THE TWIN JINN AND THE ALCHEMY MACHINE
This month, a release date to be announced, I will release the second in my magical realism series for middle grade readers featuring a family of jinn aka genies. My son Ezra created the artwork for the cover you see above.
Jute and Fina Jinn, brother and sister, and their parents, Mira and Elwin, are enchanted beings who move to a small town. They go to a school, where their parents hope they will learn more about people. The twins must pretend to be ordinary 11-year-olds, but they are impatient with the human version of the world. Who could blame them? They have the power to fly, be invisible, and use spells. Humans don’t.

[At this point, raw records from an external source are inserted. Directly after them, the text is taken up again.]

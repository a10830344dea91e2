//! Request-payload validation with field-level error accumulation.
//!
//! Checks mirror what the clinic front desk actually needs: digits-only
//! documents, plausible phone numbers, dates that are not in the future.

use chrono::NaiveDate;

use crate::error::ApiError;

/// Accumulated `(field, message)` pairs, rendered as
/// `{"errors": {field: [messages...]}}` with a 400.
#[derive(Debug, Default)]
pub struct FieldErrors {
  errors: Vec<(String, String)>,
}

impl FieldErrors {
  pub fn new() -> Self { Self::default() }

  pub fn push(&mut self, field: &str, message: impl Into<String>) {
    self.errors.push((field.to_owned(), message.into()));
  }

  pub fn is_empty(&self) -> bool { self.errors.is_empty() }

  /// Finish validation: `Err` with a 400 payload if anything accumulated.
  pub fn into_result(self) -> Result<(), ApiError> {
    if self.is_empty() { Ok(()) } else { Err(ApiError::Validation(self)) }
  }

  /// Group messages per field for the response body.
  pub fn into_map(self) -> serde_json::Map<String, serde_json::Value> {
    let mut map = serde_json::Map::new();
    for (field, message) in self.errors {
      if let serde_json::Value::Array(messages) = map
        .entry(field)
        .or_insert_with(|| serde_json::Value::Array(Vec::new()))
      {
        messages.push(serde_json::Value::String(message));
      }
    }
    map
  }
}

// ─── Field checks ────────────────────────────────────────────────────────────

pub fn require_non_empty(errors: &mut FieldErrors, field: &str, value: &str) {
  if value.trim().is_empty() {
    errors.push(field, "must not be empty");
  }
}

/// Document numbers are digits only, no separators.
pub fn require_digits(errors: &mut FieldErrors, field: &str, value: &str) {
  if value.is_empty() || !value.chars().all(|c| c.is_ascii_digit()) {
    errors.push(field, "must contain only digits");
  }
}

/// Optional phone: `+` prefix allowed, then 7 to 15 digits.
pub fn check_phone(errors: &mut FieldErrors, field: &str, value: Option<&str>) {
  let Some(value) = value else { return };
  let digits = value.strip_prefix('+').unwrap_or(value);
  let ok = (7..=15).contains(&digits.len())
    && digits.chars().all(|c| c.is_ascii_digit());
  if !ok {
    errors.push(field, "must be 7 to 15 digits, optionally prefixed with +");
  }
}

/// Optional email: requires a non-empty local part and a dotted domain.
pub fn check_email(errors: &mut FieldErrors, field: &str, value: Option<&str>) {
  let Some(value) = value else { return };
  let ok = matches!(
    value.split_once('@'),
    Some((local, domain))
      if !local.is_empty() && domain.contains('.') && !domain.starts_with('.')
  );
  if !ok {
    errors.push(field, "must be a valid email address");
  }
}

pub fn check_not_future(
  errors: &mut FieldErrors,
  field: &str,
  value: NaiveDate,
  today: NaiveDate,
) {
  if value > today {
    errors.push(field, "must not be in the future");
  }
}

pub fn require_positive(errors: &mut FieldErrors, field: &str, value: f64) {
  if !(value > 0.0) {
    errors.push(field, "must be positive");
  }
}

/// Passwords: at least 6 characters with an uppercase letter, a lowercase
/// letter, and a digit.
pub fn check_password(errors: &mut FieldErrors, field: &str, value: &str) {
  if value.len() < 6 {
    errors.push(field, "must be at least 6 characters");
  }
  let has_upper = value.chars().any(|c| c.is_ascii_uppercase());
  let has_lower = value.chars().any(|c| c.is_ascii_lowercase());
  let has_digit = value.chars().any(|c| c.is_ascii_digit());
  if !(has_upper && has_lower && has_digit) {
    errors.push(
      field,
      "must include at least one uppercase letter, one lowercase letter, and one digit",
    );
  }
}
//! Error type for `strokeguard-store-sqlite`.

use thiserror::Error;

#[derive(Debug, Error)]
pub enum Error {
  #[error("core error: {0}")]
  Core(#[from] strokeguard_core::Error),

  #[error("database error: {0}")]
  Database(#[from] tokio_rusqlite::Error),

  #[error("uuid parse error: {0}")]
  Uuid(#[from] uuid::Error),

  #[error("decode error: {0}")]
  Decode(String),

  #[error("patient not found: {0}")]
  PatientNotFound(uuid::Uuid),

  #[error("visit not found: {0}")]
  VisitNotFound(uuid::Uuid),

  #[error("appointment not found: {0}")]
  AppointmentNotFound(uuid::Uuid),

  /// Attempted to register a document number that is already taken.
  #[error("document {0} is already registered")]
  DuplicateDocument(String),

  #[error("username {0} is already taken")]
  DuplicateUsername(String),
}

pub type Result<T, E = Error> = std::result::Result<T, E>;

Without their parents knowing, Jute and Fina create an alchemy machine for a science fair project. Their machine does indeed turn any metal into gold, but it also brings unwanted attention, especially from their former master who is desperate to find them.
THE SWANSON SHUFFLE
I began writing The Swanson Shuffle in 1999. Since then, I’ve made numerous revisions and oh-so-many queries. No more begging. It’s time to get this story out there to readers. And that’s what will happen in late March. Here’s a quick look.
Two years out of college, Bia Fernandes leaves a dead-end job to work and live in a psychiatric halfway house, where she learns more than she expects from its ex-patients — just as the Watergate scandal in the U.S. comes to a head in 1974.
Swanson House is a derelict mansion that will be torn down for a highway coming through a dying mill town in Massachusetts. The state, which is clearing out its mental hospitals, hires untrained staff like Bia to help people make the transition. The residents work menial jobs, take meds, and interact like family. The three other staff members at Swanson have their own problems, especially one who gets too close to the people they’re supposed to help.
Bia’s only previous experience was visiting her grandfather in a state mental hospital and talking somebody down from a bad acid trip. But where others have failed, Bia has it in her to help what the staff member she replaced called dented cans. She tries to see the good in them.
FINDING THE SOURCE: EIGHTH IN THE ISABEL LONG MYSTERY SERIES
Isabel Long’s next case comes from yet another unlikely source: a homeless man who approaches her outside a restaurant to say his mother was murdered 43 years ago and the case was never solved. Tom McKenzie was 12 when he found his mother’s body in their home.
Abby McKenzie was a well-liked person, who owned a secondhand bookstore and had a knack of finding valuable books for cheap. Actually, a signed first edition of The Great Gatsby is key to this case. Among the suspects are an avid book collector, a town official prone to stalking women, and her ex-husband’s second wife.
Besides the case’s age, Isabel finds other complications. The murder happened in the small town of Dillard, where Isabel would have to deal once again with a corrupt police chief who openly despises her. And many of the people connected to this case are dead. But Isabel is up to the challenge.
PROFESSOR GROOVY AND OTHER STORIES AUDIOBOOK
This audiobook is a collection of four stories I recorded in my son Nate Livingston’s Mudroom Sound Studio. Lenora Dias, her college hippie friends, and a notorious professor try to make sense of life during the late sixties. This was inspired by my experiment with the counterculture when I was in college. It’s a prequel of sorts to the novel Peace, Love, and You Know What. Just waiting for ACX to review the audiobook. Then I will announce its availability.